She braced her shoulders against the need for normality. “It’s almost two o’clock,” she said without looking again in his direction. “Miss Jackson will be waiting for her first patient.”
When she had left it the silence in the room deepened. Elizabeth, who had long since learned the art of composure, stood waiting in a shaft of sunlight for Grant to speak. He stood with his back to her for a moment, looking out across the busy car-park to the terraced gardens beyond.
“There was more difficulty than we thought,” he said at last in a voice that sounded dead. “The response was—disappointing.”
Elizabeth stared at him as if she had not fully comprehended all that he had said.
“What does Sir Archibald feel?” she asked at last.

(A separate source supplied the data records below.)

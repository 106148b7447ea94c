//! Manual correction of extracted modifier entries.
//!
//! Every operation returns a new list; on error the input is untouched.

use anyhow::{bail, Result};

use crate::entry::ModEntry;

/// Which half of an entry to edit.
#[derive(Debug, Clone, Copy, PartialEq, Eq)]
pub enum EntryField {
    Name,
    Value,
}

/// Replaces one field of the entry at `index` with the trimmed `value`.
pub fn update_entry(
    entries: &[ModEntry],
    index: usize,
    field: EntryField,
    value: &str,
) -> Result<Vec<ModEntry>> {
    let Some(current) = entries.get(index) else {
        bail!("Invalid index {} (have {} entries)", index, entries.len());
    };

    let trimmed = value.trim();
    if trimmed.is_empty() {
        bail!("Cannot set an empty value");
    }

    let mut updated = current.clone();
    match field {
        EntryField::Name => updated.name = trimmed.to_string(),
        EntryField::Value => updated.value = trimmed.to_string(),
    }
    if !updated.is_valid() {
        bail!("Invalid modifier entry \"{}\"", updated);
    }

    let mut result = entries.to_vec();
    result[index] = updated;
    Ok(result)
}

pub fn delete_entry(entries: &[ModEntry], index: usize) -> Result<Vec<ModEntry>> {
    if index >= entries.len() {
        bail!("Invalid index {} (have {} entries)", index, entries.len());
    }
    let mut result = entries.to_vec();
    result.remove(index);
    Ok(result)
}

pub fn add_entry(entries: &[ModEntry], entry: ModEntry) -> Result<Vec<ModEntry>> {
    if !entry.is_valid() {
        bail!("Invalid modifier entry \"{}\"", entry);
    }
    let mut result = entries.to_vec();
    result.push(entry);
    Ok(result)
}

/// Drops structurally invalid entries, keeping order.
pub fn retain_valid(entries: &[ModEntry]) -> Vec<ModEntry> {
    let valid: Vec<ModEntry> = entries.iter().filter(|e| e.is_valid()).cloned().collect();
    if valid.len() != entries.len() {
        tracing::warn!("Removed {} invalid modifier entries", entries.len() - valid.len());
    }
    valid
}

#[cfg(test)]
mod tests {
    use super::*;

    fn sample() -> Vec<ModEntry> {
        vec![
            ModEntry::new("Damage Increase", "25%"),
            ModEntry::new("Luck", "100"),
        ]
    }

    #[test]
    fn test_update_value() {
        let entries = sample();
        let updated = update_entry(&entries, 1, EntryField::Value, " 120 ").unwrap();
        assert_eq!(updated[1], ModEntry::new("Luck", "120"));
        assert_eq!(entries[1].value, "100");
    }

    #[test]
    fn test_update_name() {
        let updated = update_entry(&sample(), 0, EntryField::Name, "Spell Damage Increase").unwrap();
        assert_eq!(updated[0].name, "Spell Damage Increase");
    }

    #[test]
    fn test_update_rejects_bad_input() {
        let entries = sample();
        assert!(update_entry(&entries, 5, EntryField::Value, "1").is_err());
        assert!(update_entry(&entries, 0, EntryField::Value, "   ").is_err());
        assert!(update_entry(&entries, 0, EntryField::Value, "abc").is_err());
        assert!(update_entry(&entries, 0, EntryField::Name, "X").is_err());
        assert!(update_entry(&entries, 0, EntryField::Name, "null").is_err());
    }

    #[test]
    fn test_update_error_message() {
        let err = update_entry(&sample(), 2, EntryField::Value, "1").unwrap_err();
        assert_eq!(err.to_string(), "Invalid index 2 (have 2 entries)");
    }

    #[test]
    fn test_delete_entry() {
        let updated = delete_entry(&sample(), 0).unwrap();
        assert_eq!(updated, vec![ModEntry::new("Luck", "100")]);
        assert!(delete_entry(&sample(), 2).is_err());
        assert!(delete_entry(&[], 0).is_err());
    }

    #[test]
    fn test_add_entry() {
        let updated = add_entry(&sample(), ModEntry::new("Faster Casting", "1")).unwrap();
        assert_eq!(updated.len(), 3);
        assert_eq!(updated[2].name, "Faster Casting");

        assert!(add_entry(&sample(), ModEntry::new("Faster Casting", "")).is_err());
    }

    #[test]
    fn test_retain_valid() {
        let entries = vec![
            ModEntry::new("Luck", "100"),
            ModEntry::new("undefined", "5"),
            ModEntry::new("Mana Increase", "8"),
            ModEntry::new("Weight", "heavy"),
        ];
        assert_eq!(
            retain_valid(&entries),
            vec![ModEntry::new("Luck", "100"), ModEntry::new("Mana Increase", "8")]
        );
    }
}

“He won’t commit himself at this stage, of course.” His eyes were tortured as he looked back at her. “It means time—uncertainty—setback, perhaps, and in the end, even defeat.”
She stood appalled by this thing which had seemed so certain only a few brief hours ago. She had never had any doubt about Philip’s complete recovery. It had to happen—for Grant’s sake. That was how she had looked at it all along, and now Grant was telling her that they were practically back where they were, perhaps farther back than that, even.
“When will Sir Archibald be able to tell?” she asked stiffly, because she could not really trust her voice.
“I don’t think anyone can say,” Grant’s face took on a defiant look. “Surgery is sometimes like that. One can do the job up to a point, and no more. Nature has to work the remainder of the cure, if there’s to be one. In Philip’s case there has been a deterioration of the muscles and a breakdown of tissue which we didn’t expect.”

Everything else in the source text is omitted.